勇人「俺はここまでだ。悪いが、後はお前ら次第だぜ?」
魔王「わかってるよ、わざわざすまなかったね」
神王「そんじゃあ、早速会ってくるか。武闘会開始には、席に着いてなきゃいけねーからよ」
総賢がいる屋上へ向かうため、校舎に入ろうとする2人に、
勇人「ああ、先に忠告しておく」
最後の念を押すように、普段の飄々とした表情など失せて、心底真面目な声色で、
勇人「あの爺は俺ほど優しくはねぇからな。気をつけろよ」
と言った。
魔王「ああ、わかってるよ」
まるで歯牙にもかけていないかのように、全く気を負っていない。
人族最強級の魔法使いに会いに行くのにも関わらず。
それだけの踏んできた場数と自信があるからなのであろうが、2人が総賢に今から持ち掛けようとしている話を、簡単に通ると思っている。

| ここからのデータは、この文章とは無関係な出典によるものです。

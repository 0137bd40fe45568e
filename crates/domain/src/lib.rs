//! Domain entities and invariants.

#![forbid(unsafe_code)]

mod acl;
mod content_type;
mod permission;
mod relation;
mod role;
mod security;

pub use acl::{AccessControlList, AclId};
pub use content_type::{AccessControlled, ModelType, ObjectRef};
pub use permission::{Permission, PermissionId, PermissionNamespace};
pub use relation::RelationPath;
pub use role::{Role, RoleId};
pub use security::{AccessLevel, AuditAction};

陽気に校舎内へ入っていった2人の王を見送り、その姿が見えなくなって、
勇人「……お前らは地球と人間を甘く見すぎなんだよ」
勇人は、後は勝手にやってろとばかりに、もう2人から関心を外していた。
そんなことよりも気にかかることがあるからだ。
勇人「……やな風が吹きやがる」
この武闘会で、危惧していたこと以上の何かが起こると、そんな予感がしてならなかった。